British GDP growth rate is higher than the 2 percent for Canada and 1.8 percent for Germany, as well as the 2.9 percent that it given three month before, according the EY ITEM Club's Summer Forecast report.

PERFECT COMBINATION

Besides consumption acting as the main driving force of the economic recovery in the first half, businesses are now expected to pick up the baton with capital investment by firms set top surprise on the upside, said the London-based economic think-tank.

Companies' capital spending might expand significantly by 12.5 percent in 2014, foretasted the report. And consumer spending might grow moderately at 2.5 percent in 2015.

British unemployment rate will continue its descent, falling from 6.5 percent in the three-month to May 2014, to 5.6 percent by the end of 2015.

The country's economy will enjoy a "perfect combination" of consumption financed by strong employment, rather than wage growth and borrowing, accompanied by low inflation and low interest rate, said the report.

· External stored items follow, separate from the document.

use serde::{Deserialize, Serialize};

use crate::table::Row;

/// One agency row of the enriched table. Column order is the output order.
#[derive(Debug, Clone, Default, PartialEq, Eq, Serialize, Deserialize)]
#[serde(default)]
pub struct AgencyRecord {
    pub inn: String,
    pub ogrn: String,
    pub name: String,
    pub full_name: String,
    pub site: String,
    pub region: String,
    pub address: String,
    pub contacts: String,
    pub email: String,
    pub revenue_year: String,
    pub revenue: String,
    pub segment_tag: String,
    pub source: String,
    pub doc_url: String,
    pub doc_type: String,
}

#[derive(Debug, Clone, Copy, PartialEq, Eq, Hash, Serialize, Deserialize)]
#[serde(rename_all = "snake_case")]
pub enum Field {
    Inn,
    Ogrn,
    Name,
    FullName,
    Site,
    Region,
    Address,
    Contacts,
    Email,
    RevenueYear,
    Revenue,
    SegmentTag,
    Source,
    DocUrl,
    DocType,
}

impl Field {
    pub const ALL: [Field; 15] = [
        Field::Inn,
        Field::Ogrn,
        Field::Name,
        Field::FullName,
        Field::Site,
        Field::Region,
        Field::Address,
        Field::Contacts,
        Field::Email,
        Field::RevenueYear,
        Field::Revenue,
        Field::SegmentTag,
        Field::Source,
        Field::DocUrl,
        Field::DocType,
    ];

    /// Fields an extraction pass can supply.
    pub const EVIDENCE: [Field; 8] = [
        Field::Inn,
        Field::Ogrn,
        Field::FullName,
        Field::Region,
        Field::Address,
        Field::Contacts,
        Field::Email,
        Field::RevenueYear,
    ];

    pub fn column(self) -> &'static str {
        match self {
            Field::Inn => "inn",
            Field::Ogrn => "ogrn",
            Field::Name => "name",
            Field::FullName => "full_name",
            Field::Site => "site",
            Field::Region => "region",
            Field::Address => "address",
            Field::Contacts => "contacts",
            Field::Email => "email",
            Field::RevenueYear => "revenue_year",
            Field::Revenue => "revenue",
            Field::SegmentTag => "segment_tag",
            Field::Source => "source",
            Field::DocUrl => "doc_url",
            Field::DocType => "doc_type",
        }
    }
}

impl Row for AgencyRecord {
    const COLUMNS: &'static [&'static str] = &[
        "inn",
        "ogrn",
        "name",
        "full_name",
        "site",
        "region",
        "address",
        "contacts",
        "email",
        "revenue_year",
        "revenue",
        "segment_tag",
        "source",
        "doc_url",
        "doc_type",
    ];
}

impl AgencyRecord {
    pub fn get(&self, field: Field) -> &str {
        match field {
            Field::Inn => &self.inn,
            Field::Ogrn => &self.ogrn,
            Field::Name => &self.name,
            Field::FullName => &self.full_name,
            Field::Site => &self.site,
            Field::Region => &self.region,
            Field::Address => &self.address,
            Field::Contacts => &self.contacts,
            Field::Email => &self.email,
            Field::RevenueYear => &self.revenue_year,
            Field::Revenue => &self.revenue,
            Field::SegmentTag => &self.segment_tag,
            Field::Source => &self.source,
            Field::DocUrl => &self.doc_url,
            Field::DocType => &self.doc_type,
        }
    }

    pub fn get_mut(&mut self, field: Field) -> &mut String {
        match field {
            Field::Inn => &mut self.inn,
            Field::Ogrn => &mut self.ogrn,
            Field::Name => &mut self.name,
            Field::FullName => &mut self.full_name,
            Field::Site => &mut self.site,
            Field::Region => &mut self.region,
            Field::Address => &mut self.address,
            Field::Contacts => &mut self.contacts,
            Field::Email => &mut self.email,
            Field::RevenueYear => &mut self.revenue_year,
            Field::Revenue => &mut self.revenue,
            Field::SegmentTag => &mut self.segment_tag,
            Field::Source => &mut self.source,
            Field::DocUrl => &mut self.doc_url,
            Field::DocType => &mut self.doc_type,
        }
    }

    pub fn is_filled(&self, field: Field) -> bool {
        !self.get(field).trim().is_empty()
    }

    /// Copy with every value trimmed; the shape extraction results are merged into.
    pub fn trimmed(&self) -> AgencyRecord {
        let mut out = self.clone();
        for field in Field::ALL {
            let value = out.get_mut(field);
            let trimmed = value.trim();
            if trimmed.len() != value.len() {
                *value = trimmed.to_string();
            }
        }
        out
    }

    /// Merge one extraction into this record.
    ///
    /// Only empty fields are filled. Document provenance is the exception:
    /// a PDF extraction carrying an identifier or a legal name always wins
    /// `doc_url`/`doc_type`, whatever they held before.
    pub fn merge(&mut self, incoming: &Extraction) {
        for field in Field::EVIDENCE {
            fill_if_empty(self.get_mut(field), incoming.evidence.get(field));
        }
        fill_if_empty(&mut self.doc_url, &incoming.doc_url);
        fill_if_empty(&mut self.doc_type, incoming.kind.as_str());

        if incoming.kind == DocKind::Pdf
            && incoming.evidence.has_primary_fields()
            && !incoming.doc_url.is_empty()
        {
            self.doc_url = incoming.doc_url.clone();
            self.doc_type = incoming.kind.as_str().to_string();
        }
    }
}

fn fill_if_empty(slot: &mut String, value: &str) {
    if slot.trim().is_empty() && !value.is_empty() {
        *slot = value.to_string();
    }
}

/// Where a text blob came from.
#[derive(Debug, Clone, Copy, PartialEq, Eq, Hash, Serialize, Deserialize)]
#[serde(rename_all = "snake_case")]
pub enum DocKind {
    Homepage,
    Pdf,
}

impl DocKind {
    pub fn as_str(self) -> &'static str {
        match self {
            DocKind::Homepage => "homepage",
            DocKind::Pdf => "pdf",
        }
    }
}

/// Candidate field values found in one text blob.
#[derive(Debug, Clone, Default, PartialEq, Eq)]
pub struct Evidence {
    pub inn: String,
    pub ogrn: String,
    pub full_name: String,
    pub region: String,
    pub address: String,
    pub contacts: String,
    pub email: String,
    pub revenue_year: String,
}

impl Evidence {
    pub fn get(&self, field: Field) -> &str {
        match field {
            Field::Inn => &self.inn,
            Field::Ogrn => &self.ogrn,
            Field::FullName => &self.full_name,
            Field::Region => &self.region,
            Field::Address => &self.address,
            Field::Contacts => &self.contacts,
            Field::Email => &self.email,
            Field::RevenueYear => &self.revenue_year,
            _ => "",
        }
    }

    fn slot(&mut self, field: Field) -> Option<&mut String> {
        match field {
            Field::Inn => Some(&mut self.inn),
            Field::Ogrn => Some(&mut self.ogrn),
            Field::FullName => Some(&mut self.full_name),
            Field::Region => Some(&mut self.region),
            Field::Address => Some(&mut self.address),
            Field::Contacts => Some(&mut self.contacts),
            Field::Email => Some(&mut self.email),
            Field::RevenueYear => Some(&mut self.revenue_year),
            _ => None,
        }
    }

    /// Take values from lower-priority evidence only where this one has none.
    pub fn fill_from(&mut self, other: &Evidence) {
        for field in Field::EVIDENCE {
            let value = other.get(field);
            if let Some(slot) = self.slot(field) {
                fill_if_empty(slot, value);
            }
        }
    }

    pub fn has_primary_fields(&self) -> bool {
        !self.inn.is_empty() || !self.ogrn.is_empty() || !self.full_name.is_empty()
    }

    pub fn is_empty(&self) -> bool {
        Field::EVIDENCE.iter().all(|f| self.get(*f).is_empty())
    }
}

/// Evidence plus the provenance of the text it was found in.
#[derive(Debug, Clone, PartialEq, Eq)]
pub struct Extraction {
    pub evidence: Evidence,
    pub kind: DocKind,
    pub doc_url: String,
}

impl Extraction {
    pub fn homepage(evidence: Evidence) -> Self {
        Extraction {
            evidence,
            kind: DocKind::Homepage,
            doc_url: String::new(),
        }
    }

    pub fn pdf(evidence: Evidence, url: &str) -> Self {
        Extraction {
            evidence,
            kind: DocKind::Pdf,
            doc_url: url.to_string(),
        }
    }
}

/// Row-level "looks complete" test used to skip already enriched rows.
///
/// A row is complete when at least one `identity` field and at least one
/// `contact` field are non-empty.
#[derive(Debug, Clone, PartialEq, Eq, Serialize, Deserialize)]
#[serde(default)]
pub struct CompletenessRule {
    pub identity: Vec<Field>,
    pub contact: Vec<Field>,
}

impl Default for CompletenessRule {
    fn default() -> Self {
        CompletenessRule {
            identity: vec![Field::Inn, Field::Ogrn, Field::FullName],
            contact: vec![Field::Contacts, Field::Email, Field::Address, Field::Region],
        }
    }
}

impl CompletenessRule {
    pub fn is_complete(&self, record: &AgencyRecord) -> bool {
        self.identity.iter().any(|f| record.is_filled(*f))
            && self.contact.iter().any(|f| record.is_filled(*f))
    }
}

// ── Tests ──

#[cfg(test)]
mod tests {
    use super::*;

    fn pdf_with_inn(url: &str, inn: &str) -> Extraction {
        Extraction::pdf(
            Evidence {
                inn: inn.into(),
                ..Default::default()
            },
            url,
        )
    }

    #[test]
    fn fills_only_empty_fields() {
        let mut rec = AgencyRecord {
            inn: "1111111111".into(),
            region: "  ".into(),
            ..Default::default()
        };
        let incoming = Extraction::homepage(Evidence {
            inn: "2222222222".into(),
            region: "г. Москва".into(),
            email: "a@b.ru".into(),
            ..Default::default()
        });
        rec.merge(&incoming);
        assert_eq!(rec.inn, "1111111111");
        assert_eq!(rec.region, "г. Москва");
        assert_eq!(rec.email, "a@b.ru");
        assert_eq!(rec.doc_type, "homepage");
        assert_eq!(rec.doc_url, "");
    }

    #[test]
    fn merging_empty_evidence_changes_nothing() {
        let mut rec = AgencyRecord {
            inn: "1234567890".into(),
            contacts: "+7 495 000-00-00".into(),
            doc_type: "pdf".into(),
            doc_url: "http://a.ru/x.pdf".into(),
            ..Default::default()
        };
        let before = rec.clone();
        rec.merge(&Extraction::pdf(Evidence::default(), "http://a.ru/y.pdf"));
        rec.merge(&Extraction::homepage(Evidence::default()));
        assert_eq!(rec, before);
    }

    #[test]
    fn pdf_identifier_overrides_provenance() {
        let mut rec = AgencyRecord {
            doc_url: "http://a.ru/old.pdf".into(),
            doc_type: "homepage".into(),
            ..Default::default()
        };
        rec.merge(&pdf_with_inn("http://a.ru/new.pdf", "1234567890"));
        assert_eq!(rec.doc_url, "http://a.ru/new.pdf");
        assert_eq!(rec.doc_type, "pdf");

        // A later PDF with an identifier moves provenance again, but the inn stays.
        rec.merge(&pdf_with_inn("http://a.ru/third.pdf", "0987654321"));
        assert_eq!(rec.inn, "1234567890");
        assert_eq!(rec.doc_url, "http://a.ru/third.pdf");
    }

    #[test]
    fn pdf_without_primary_fields_keeps_provenance() {
        let mut rec = AgencyRecord {
            doc_url: "http://a.ru/old.pdf".into(),
            doc_type: "pdf".into(),
            ..Default::default()
        };
        let incoming = Extraction::pdf(
            Evidence {
                email: "x@y.ru".into(),
                ..Default::default()
            },
            "http://a.ru/new.pdf",
        );
        rec.merge(&incoming);
        assert_eq!(rec.doc_url, "http://a.ru/old.pdf");
        assert_eq!(rec.email, "x@y.ru");
    }

    #[test]
    fn evidence_fill_keeps_higher_priority_values() {
        let mut regex = Evidence {
            inn: "1234567890".into(),
            ..Default::default()
        };
        let ner = Evidence {
            inn: "999999999999".into(),
            full_name: "ООО Ромашка".into(),
            ..Default::default()
        };
        regex.fill_from(&ner);
        assert_eq!(regex.inn, "1234567890");
        assert_eq!(regex.full_name, "ООО Ромашка");
    }

    #[test]
    fn completeness_rule_matches_default_heuristic() {
        let rule = CompletenessRule::default();
        let mut rec = AgencyRecord {
            ogrn: "1234567890123".into(),
            ..Default::default()
        };
        assert!(!rule.is_complete(&rec));
        rec.region = "г. Казань".into();
        assert!(rule.is_complete(&rec));

        let contacts_only = AgencyRecord {
            email: "a@b.ru".into(),
            ..Default::default()
        };
        assert!(!rule.is_complete(&contacts_only));
    }

    #[test]
    fn completeness_rule_is_configurable() {
        let rule = CompletenessRule {
            identity: vec![Field::Inn],
            contact: vec![Field::Contacts, Field::Email],
        };
        let rec = AgencyRecord {
            ogrn: "1234567890123".into(),
            region: "г. Казань".into(),
            ..Default::default()
        };
        assert!(!rule.is_complete(&rec));
    }

    #[test]
    fn columns_follow_field_order() {
        let columns: Vec<&str> = Field::ALL.iter().map(|f| f.column()).collect();
        assert_eq!(columns, AgencyRecord::COLUMNS);
    }

    #[test]
    fn trimmed_strips_whitespace() {
        let rec = AgencyRecord {
            site: "  http://a.ru ".into(),
            ..Default::default()
        };
        assert_eq!(rec.trimmed().site, "http://a.ru");
    }
}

"Business investment is being ramped up generating over half of the growth over the last year and helping to rebalance the economy away from consumption," said Peter Spencer, chief economic adviser to the EY ITEM Club.

"Underpinned by a strong labor market that provides the best of both worlds - boosting incomes via employment rather than wages, while keeping inflation low - the UK economy has hit the sweet spot," said Spencer.

The report predicts that real incomes of Britons will grow at 1.8 percent in 2014 and 2.2 percent in 2016.

INTEREST RATE RISE

The economic think-tank expects that house prices will increase by 9.1 percent this year and 7.4 percent in 2015 before they slow down to 4.2 percent in 2016, as the strength in market demand giving builders confidence to lay the foundation of a sustained program of house building.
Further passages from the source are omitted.